[Collected data]
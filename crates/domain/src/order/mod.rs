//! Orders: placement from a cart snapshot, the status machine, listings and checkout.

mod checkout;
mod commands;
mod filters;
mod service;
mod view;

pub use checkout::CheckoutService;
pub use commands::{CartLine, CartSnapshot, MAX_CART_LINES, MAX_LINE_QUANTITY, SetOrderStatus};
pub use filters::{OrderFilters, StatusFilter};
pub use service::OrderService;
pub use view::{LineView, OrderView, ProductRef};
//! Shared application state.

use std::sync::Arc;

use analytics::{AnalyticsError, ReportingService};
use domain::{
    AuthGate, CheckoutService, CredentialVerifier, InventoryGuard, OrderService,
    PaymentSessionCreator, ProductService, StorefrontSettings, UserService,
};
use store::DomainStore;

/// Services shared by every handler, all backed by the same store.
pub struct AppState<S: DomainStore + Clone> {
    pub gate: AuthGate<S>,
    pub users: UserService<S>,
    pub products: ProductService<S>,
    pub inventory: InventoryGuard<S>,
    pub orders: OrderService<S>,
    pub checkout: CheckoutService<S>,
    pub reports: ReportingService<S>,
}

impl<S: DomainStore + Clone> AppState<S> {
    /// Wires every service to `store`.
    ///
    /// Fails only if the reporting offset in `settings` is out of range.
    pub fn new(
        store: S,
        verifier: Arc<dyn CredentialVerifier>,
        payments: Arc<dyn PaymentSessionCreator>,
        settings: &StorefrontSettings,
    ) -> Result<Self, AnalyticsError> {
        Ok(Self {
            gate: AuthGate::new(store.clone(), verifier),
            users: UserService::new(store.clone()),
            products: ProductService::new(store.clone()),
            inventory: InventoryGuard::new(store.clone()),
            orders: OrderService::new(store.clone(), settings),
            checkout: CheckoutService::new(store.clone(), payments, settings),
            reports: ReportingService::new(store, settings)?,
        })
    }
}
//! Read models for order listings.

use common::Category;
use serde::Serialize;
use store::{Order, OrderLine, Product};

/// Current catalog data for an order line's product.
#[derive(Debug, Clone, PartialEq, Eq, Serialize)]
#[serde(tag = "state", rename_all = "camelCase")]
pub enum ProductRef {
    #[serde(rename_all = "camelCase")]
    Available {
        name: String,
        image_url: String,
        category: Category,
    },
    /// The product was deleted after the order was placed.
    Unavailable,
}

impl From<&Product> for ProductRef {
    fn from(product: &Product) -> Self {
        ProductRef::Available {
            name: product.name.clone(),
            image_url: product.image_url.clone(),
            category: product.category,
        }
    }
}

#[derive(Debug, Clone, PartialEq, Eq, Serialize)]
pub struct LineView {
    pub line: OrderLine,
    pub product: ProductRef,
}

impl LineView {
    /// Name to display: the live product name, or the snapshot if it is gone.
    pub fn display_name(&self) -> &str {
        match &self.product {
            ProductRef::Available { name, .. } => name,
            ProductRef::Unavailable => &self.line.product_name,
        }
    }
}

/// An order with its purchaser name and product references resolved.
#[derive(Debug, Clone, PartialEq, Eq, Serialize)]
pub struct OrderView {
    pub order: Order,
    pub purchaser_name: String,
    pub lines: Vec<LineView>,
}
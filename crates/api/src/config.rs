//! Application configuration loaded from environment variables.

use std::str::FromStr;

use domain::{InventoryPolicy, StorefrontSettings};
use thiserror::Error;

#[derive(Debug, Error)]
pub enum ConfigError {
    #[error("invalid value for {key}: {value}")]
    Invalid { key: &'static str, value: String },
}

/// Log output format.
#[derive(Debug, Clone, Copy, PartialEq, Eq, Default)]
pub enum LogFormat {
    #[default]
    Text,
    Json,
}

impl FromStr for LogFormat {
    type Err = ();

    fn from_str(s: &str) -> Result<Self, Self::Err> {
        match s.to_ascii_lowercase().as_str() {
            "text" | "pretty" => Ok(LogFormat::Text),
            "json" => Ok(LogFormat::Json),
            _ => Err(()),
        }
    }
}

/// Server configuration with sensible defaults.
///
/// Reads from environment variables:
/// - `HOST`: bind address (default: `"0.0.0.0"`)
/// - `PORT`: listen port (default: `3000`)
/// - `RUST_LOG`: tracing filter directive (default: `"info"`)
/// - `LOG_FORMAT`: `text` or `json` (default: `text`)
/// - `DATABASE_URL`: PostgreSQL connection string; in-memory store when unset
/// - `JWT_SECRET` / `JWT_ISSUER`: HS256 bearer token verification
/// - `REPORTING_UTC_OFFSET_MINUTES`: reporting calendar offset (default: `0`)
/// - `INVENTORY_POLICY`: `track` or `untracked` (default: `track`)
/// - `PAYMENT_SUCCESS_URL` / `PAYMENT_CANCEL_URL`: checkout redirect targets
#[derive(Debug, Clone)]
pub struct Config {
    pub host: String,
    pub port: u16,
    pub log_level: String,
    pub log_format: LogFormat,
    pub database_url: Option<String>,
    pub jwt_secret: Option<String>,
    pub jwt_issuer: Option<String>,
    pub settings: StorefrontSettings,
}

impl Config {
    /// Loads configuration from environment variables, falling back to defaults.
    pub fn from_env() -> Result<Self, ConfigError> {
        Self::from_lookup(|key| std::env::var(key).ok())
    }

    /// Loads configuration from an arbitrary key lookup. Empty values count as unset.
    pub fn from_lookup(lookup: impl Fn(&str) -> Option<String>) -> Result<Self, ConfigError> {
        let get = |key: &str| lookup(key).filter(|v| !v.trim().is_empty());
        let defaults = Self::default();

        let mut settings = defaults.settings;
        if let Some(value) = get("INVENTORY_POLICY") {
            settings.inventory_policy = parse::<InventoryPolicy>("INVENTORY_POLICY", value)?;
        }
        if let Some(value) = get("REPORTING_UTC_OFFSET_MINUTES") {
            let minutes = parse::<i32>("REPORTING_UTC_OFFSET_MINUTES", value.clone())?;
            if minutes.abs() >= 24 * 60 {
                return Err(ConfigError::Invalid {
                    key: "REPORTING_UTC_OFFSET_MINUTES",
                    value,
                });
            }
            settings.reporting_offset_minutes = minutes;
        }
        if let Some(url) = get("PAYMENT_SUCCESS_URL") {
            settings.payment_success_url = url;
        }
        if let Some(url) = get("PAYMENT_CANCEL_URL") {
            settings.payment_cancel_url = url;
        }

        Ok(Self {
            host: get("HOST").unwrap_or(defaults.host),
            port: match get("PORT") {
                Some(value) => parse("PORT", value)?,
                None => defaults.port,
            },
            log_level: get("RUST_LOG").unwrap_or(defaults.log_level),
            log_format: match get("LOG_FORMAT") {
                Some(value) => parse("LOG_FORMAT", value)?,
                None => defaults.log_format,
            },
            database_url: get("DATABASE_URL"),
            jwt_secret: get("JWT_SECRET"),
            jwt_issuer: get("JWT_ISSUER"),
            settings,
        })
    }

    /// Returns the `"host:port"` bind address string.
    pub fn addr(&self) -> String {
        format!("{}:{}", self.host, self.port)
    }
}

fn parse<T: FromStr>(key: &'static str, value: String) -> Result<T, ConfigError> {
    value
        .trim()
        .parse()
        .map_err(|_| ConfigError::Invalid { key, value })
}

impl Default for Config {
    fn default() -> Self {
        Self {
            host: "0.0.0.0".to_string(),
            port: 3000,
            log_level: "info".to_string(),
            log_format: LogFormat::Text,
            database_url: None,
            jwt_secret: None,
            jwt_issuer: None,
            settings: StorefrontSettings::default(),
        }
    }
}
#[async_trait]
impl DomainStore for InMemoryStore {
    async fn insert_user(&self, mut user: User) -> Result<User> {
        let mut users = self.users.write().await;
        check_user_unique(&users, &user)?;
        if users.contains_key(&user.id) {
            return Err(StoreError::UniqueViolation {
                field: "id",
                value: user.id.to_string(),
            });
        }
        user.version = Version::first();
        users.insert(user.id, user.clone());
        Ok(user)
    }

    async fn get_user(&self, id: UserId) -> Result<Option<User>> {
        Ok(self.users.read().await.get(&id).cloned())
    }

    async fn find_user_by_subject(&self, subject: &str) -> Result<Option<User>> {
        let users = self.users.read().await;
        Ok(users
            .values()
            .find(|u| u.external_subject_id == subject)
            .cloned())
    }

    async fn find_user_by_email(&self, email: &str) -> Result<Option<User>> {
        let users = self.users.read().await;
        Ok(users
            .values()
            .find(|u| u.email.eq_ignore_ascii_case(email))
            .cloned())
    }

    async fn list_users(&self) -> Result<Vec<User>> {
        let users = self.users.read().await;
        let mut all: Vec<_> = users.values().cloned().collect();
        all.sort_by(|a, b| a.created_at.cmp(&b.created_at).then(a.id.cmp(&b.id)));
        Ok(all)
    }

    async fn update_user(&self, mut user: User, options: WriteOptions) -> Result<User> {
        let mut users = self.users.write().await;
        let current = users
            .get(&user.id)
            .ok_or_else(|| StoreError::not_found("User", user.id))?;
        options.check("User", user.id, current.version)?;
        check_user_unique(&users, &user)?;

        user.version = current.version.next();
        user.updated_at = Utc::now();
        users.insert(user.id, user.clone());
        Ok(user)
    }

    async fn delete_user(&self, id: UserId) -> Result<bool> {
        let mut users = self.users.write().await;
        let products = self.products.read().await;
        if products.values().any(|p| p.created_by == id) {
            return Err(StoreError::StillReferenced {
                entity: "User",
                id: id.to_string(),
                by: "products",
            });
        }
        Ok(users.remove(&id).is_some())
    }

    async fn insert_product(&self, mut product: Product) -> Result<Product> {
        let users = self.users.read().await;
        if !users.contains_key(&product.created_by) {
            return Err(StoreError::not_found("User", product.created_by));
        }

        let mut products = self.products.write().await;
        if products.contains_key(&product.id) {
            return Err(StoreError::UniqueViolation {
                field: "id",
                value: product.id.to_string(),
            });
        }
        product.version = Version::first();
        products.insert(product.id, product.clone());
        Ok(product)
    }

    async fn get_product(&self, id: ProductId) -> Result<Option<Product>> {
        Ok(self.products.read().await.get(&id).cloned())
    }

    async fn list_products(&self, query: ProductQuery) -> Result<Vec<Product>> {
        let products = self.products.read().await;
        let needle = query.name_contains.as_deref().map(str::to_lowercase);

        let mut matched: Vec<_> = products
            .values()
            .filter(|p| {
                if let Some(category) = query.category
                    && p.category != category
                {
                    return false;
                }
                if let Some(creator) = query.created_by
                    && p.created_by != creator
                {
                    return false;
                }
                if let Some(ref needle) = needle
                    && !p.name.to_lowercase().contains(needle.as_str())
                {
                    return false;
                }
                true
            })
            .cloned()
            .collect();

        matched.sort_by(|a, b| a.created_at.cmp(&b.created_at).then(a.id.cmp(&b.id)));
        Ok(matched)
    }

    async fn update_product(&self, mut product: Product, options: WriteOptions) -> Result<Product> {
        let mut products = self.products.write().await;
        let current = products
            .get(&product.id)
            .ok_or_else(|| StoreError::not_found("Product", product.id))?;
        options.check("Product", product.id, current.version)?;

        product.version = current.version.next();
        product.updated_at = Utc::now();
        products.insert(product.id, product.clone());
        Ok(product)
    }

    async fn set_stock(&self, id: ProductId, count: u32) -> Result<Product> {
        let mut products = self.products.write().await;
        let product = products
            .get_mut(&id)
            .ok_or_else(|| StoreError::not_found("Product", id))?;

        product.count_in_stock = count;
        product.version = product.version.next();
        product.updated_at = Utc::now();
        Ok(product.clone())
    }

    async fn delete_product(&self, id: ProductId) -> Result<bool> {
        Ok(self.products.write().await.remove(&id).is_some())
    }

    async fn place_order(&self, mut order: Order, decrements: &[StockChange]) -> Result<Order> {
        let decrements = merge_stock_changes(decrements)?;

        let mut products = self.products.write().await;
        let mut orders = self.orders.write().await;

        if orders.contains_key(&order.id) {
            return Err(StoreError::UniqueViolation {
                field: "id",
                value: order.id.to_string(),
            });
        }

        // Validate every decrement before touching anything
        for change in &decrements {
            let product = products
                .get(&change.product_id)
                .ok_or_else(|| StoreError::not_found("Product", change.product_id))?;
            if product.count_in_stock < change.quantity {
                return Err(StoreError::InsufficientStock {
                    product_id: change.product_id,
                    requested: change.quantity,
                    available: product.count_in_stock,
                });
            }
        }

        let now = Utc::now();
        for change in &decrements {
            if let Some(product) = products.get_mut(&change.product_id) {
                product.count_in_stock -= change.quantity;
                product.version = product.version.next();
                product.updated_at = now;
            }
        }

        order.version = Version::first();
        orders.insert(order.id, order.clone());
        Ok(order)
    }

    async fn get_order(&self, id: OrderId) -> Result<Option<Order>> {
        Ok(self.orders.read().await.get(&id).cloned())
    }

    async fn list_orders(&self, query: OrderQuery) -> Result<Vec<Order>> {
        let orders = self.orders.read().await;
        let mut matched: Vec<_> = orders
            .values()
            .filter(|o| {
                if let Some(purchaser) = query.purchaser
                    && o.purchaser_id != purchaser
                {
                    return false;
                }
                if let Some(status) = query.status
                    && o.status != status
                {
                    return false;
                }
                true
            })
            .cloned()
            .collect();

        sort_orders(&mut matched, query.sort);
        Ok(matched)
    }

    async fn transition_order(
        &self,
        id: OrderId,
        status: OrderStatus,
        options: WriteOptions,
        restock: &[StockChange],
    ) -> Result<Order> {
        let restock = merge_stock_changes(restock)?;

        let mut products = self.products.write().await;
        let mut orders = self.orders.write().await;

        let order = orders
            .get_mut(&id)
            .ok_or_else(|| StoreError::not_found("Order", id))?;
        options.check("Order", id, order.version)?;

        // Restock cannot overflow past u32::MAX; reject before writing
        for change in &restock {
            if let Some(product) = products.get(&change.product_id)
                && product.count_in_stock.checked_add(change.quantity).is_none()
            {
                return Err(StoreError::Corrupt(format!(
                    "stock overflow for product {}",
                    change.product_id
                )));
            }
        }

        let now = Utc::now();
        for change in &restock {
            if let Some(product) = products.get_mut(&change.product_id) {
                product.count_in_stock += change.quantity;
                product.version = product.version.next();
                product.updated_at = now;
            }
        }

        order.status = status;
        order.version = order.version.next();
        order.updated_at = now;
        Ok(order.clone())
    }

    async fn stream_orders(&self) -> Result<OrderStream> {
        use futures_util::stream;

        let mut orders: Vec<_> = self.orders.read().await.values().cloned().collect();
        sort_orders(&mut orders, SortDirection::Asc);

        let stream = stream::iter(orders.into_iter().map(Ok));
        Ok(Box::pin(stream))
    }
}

---

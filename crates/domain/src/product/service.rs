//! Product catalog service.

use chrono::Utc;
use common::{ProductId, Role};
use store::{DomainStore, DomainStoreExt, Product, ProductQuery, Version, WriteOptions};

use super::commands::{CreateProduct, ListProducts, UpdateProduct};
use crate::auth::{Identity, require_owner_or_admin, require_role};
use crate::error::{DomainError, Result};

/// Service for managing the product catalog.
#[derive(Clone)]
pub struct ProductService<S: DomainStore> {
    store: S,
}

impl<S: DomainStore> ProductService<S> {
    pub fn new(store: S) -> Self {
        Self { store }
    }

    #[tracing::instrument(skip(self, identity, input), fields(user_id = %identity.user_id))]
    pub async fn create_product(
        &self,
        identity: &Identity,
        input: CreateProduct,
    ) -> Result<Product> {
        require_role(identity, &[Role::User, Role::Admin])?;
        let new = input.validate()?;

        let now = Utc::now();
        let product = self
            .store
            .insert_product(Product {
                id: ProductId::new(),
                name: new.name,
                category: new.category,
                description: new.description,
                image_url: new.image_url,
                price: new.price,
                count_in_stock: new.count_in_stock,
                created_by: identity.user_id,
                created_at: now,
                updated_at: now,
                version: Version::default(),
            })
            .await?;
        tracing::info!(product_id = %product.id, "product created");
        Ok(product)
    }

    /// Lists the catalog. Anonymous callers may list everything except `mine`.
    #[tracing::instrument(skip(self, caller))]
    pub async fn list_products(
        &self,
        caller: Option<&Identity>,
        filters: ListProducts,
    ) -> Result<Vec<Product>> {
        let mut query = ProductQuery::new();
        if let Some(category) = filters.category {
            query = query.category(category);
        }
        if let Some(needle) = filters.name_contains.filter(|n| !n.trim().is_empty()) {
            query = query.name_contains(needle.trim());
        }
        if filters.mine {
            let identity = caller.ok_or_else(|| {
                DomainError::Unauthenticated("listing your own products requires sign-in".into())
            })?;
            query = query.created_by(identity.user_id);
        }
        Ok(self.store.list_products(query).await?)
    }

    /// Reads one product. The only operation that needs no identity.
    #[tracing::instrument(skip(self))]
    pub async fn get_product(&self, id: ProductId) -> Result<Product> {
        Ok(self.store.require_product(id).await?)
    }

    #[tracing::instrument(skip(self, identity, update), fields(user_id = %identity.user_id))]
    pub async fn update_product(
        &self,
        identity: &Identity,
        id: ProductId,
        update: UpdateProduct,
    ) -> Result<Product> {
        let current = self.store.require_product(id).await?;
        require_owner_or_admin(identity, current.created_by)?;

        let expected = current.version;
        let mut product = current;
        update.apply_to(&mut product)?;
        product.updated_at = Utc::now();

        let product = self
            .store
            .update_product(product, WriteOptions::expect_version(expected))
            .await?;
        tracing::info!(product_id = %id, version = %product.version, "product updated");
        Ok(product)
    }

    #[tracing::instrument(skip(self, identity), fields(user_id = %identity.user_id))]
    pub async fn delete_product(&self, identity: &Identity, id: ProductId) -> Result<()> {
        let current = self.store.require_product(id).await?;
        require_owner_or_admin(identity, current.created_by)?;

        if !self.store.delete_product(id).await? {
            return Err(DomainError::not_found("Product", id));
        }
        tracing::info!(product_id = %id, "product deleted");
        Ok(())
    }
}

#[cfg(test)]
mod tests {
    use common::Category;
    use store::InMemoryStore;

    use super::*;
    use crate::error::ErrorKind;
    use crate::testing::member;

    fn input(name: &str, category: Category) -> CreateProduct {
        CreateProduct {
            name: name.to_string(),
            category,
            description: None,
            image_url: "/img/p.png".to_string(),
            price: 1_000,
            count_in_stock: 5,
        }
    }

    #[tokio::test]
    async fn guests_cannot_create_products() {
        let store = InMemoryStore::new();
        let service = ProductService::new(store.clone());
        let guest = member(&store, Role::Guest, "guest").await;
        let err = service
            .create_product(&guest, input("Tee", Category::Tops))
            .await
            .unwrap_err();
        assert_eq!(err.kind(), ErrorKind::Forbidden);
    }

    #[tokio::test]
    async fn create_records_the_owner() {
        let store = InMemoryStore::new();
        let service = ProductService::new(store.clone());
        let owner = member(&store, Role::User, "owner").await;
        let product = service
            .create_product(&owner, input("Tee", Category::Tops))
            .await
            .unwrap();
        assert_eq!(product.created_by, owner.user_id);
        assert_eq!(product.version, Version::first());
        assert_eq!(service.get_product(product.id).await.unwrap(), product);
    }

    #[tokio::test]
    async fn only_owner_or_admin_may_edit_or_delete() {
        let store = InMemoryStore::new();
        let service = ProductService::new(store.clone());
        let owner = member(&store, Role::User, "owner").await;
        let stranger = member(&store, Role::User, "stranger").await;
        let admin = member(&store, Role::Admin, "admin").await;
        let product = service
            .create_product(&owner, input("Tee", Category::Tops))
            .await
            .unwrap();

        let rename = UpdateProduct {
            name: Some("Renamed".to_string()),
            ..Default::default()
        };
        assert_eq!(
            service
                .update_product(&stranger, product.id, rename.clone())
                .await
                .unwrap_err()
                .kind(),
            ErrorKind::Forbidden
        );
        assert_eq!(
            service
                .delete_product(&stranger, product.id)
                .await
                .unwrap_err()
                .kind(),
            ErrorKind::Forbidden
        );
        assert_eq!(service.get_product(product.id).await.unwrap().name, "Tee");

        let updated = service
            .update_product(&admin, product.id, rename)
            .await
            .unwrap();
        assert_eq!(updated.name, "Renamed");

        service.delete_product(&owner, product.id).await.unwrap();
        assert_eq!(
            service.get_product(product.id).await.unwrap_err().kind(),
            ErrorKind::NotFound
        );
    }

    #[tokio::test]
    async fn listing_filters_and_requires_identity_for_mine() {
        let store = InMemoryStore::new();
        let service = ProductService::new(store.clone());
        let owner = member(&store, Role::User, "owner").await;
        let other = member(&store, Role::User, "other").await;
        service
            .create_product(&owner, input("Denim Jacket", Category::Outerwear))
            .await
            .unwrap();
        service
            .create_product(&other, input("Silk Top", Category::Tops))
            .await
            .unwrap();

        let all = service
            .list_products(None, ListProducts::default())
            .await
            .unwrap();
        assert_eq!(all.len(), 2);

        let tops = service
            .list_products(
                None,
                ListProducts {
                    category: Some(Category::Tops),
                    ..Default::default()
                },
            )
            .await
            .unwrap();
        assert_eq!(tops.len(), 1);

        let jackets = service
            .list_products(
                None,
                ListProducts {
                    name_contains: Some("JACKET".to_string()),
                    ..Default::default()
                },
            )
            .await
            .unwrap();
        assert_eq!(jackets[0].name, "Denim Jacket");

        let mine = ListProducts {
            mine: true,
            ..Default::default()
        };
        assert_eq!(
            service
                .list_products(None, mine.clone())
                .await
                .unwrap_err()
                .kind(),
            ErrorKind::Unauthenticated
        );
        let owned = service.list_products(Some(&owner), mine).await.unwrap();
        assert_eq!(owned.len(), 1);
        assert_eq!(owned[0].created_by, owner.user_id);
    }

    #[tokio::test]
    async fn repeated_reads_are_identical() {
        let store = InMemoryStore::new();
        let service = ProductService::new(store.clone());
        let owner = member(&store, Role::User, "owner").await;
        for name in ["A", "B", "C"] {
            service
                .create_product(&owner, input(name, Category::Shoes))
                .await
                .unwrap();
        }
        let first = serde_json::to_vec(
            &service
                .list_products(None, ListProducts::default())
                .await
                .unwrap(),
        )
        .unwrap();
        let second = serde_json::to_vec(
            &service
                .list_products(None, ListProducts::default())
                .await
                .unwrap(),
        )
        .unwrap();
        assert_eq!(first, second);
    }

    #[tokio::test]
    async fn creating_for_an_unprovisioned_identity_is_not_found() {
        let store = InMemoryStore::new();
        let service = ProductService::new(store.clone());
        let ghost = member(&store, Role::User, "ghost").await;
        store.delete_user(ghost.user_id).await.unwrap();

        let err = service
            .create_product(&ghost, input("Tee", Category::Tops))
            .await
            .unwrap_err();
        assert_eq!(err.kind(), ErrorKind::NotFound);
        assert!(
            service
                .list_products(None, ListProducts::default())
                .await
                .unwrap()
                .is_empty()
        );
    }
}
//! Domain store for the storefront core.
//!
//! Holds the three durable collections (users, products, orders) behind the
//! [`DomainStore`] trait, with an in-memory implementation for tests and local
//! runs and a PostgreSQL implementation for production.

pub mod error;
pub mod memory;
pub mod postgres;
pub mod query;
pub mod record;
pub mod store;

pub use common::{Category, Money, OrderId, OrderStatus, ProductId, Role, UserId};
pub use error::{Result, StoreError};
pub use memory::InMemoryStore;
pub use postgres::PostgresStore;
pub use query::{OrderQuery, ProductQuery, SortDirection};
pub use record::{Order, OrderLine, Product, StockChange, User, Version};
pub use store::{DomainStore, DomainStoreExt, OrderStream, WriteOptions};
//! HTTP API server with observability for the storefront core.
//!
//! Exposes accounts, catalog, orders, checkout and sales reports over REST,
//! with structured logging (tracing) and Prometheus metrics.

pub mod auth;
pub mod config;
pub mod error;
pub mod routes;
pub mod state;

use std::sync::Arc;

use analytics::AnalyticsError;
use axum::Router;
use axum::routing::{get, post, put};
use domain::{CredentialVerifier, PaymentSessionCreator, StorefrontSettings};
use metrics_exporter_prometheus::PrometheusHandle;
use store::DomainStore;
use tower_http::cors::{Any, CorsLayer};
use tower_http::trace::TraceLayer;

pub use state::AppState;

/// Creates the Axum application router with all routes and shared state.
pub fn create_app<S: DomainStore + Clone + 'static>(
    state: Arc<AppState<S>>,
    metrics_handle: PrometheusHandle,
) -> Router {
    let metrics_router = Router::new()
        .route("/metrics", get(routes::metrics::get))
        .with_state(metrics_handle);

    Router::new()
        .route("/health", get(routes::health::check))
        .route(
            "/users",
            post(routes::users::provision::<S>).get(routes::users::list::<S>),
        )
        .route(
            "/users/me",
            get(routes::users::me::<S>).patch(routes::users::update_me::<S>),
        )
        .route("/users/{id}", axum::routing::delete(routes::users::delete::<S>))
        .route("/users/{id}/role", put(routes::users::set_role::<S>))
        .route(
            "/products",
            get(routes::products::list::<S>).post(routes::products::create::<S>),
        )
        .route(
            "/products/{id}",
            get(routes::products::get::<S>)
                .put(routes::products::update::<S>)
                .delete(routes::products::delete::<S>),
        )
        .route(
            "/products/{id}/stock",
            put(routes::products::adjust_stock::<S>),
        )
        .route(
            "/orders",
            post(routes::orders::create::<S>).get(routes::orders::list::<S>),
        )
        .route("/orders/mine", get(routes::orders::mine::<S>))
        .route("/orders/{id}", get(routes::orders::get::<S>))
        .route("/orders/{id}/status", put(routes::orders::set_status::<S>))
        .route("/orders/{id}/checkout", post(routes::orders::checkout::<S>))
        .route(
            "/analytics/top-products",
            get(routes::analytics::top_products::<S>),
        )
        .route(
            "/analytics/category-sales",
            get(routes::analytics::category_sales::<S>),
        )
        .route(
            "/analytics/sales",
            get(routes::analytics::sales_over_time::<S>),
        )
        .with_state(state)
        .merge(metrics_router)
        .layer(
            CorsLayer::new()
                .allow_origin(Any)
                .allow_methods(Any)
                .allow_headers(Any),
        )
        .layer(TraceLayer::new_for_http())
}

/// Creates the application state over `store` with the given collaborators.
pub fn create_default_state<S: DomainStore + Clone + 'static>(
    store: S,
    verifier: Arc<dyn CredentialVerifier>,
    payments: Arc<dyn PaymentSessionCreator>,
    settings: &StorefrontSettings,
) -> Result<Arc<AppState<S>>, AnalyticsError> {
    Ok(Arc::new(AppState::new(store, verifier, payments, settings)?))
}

#### WHAT YOU NEED TO DO
All lines above that hold the string "Unauthenticated" should be copied.

#### TASK SOLUTION
                DomainError::Unauthenticated("listing your own products requires sign-in".into())
            ErrorKind::Unauthenticated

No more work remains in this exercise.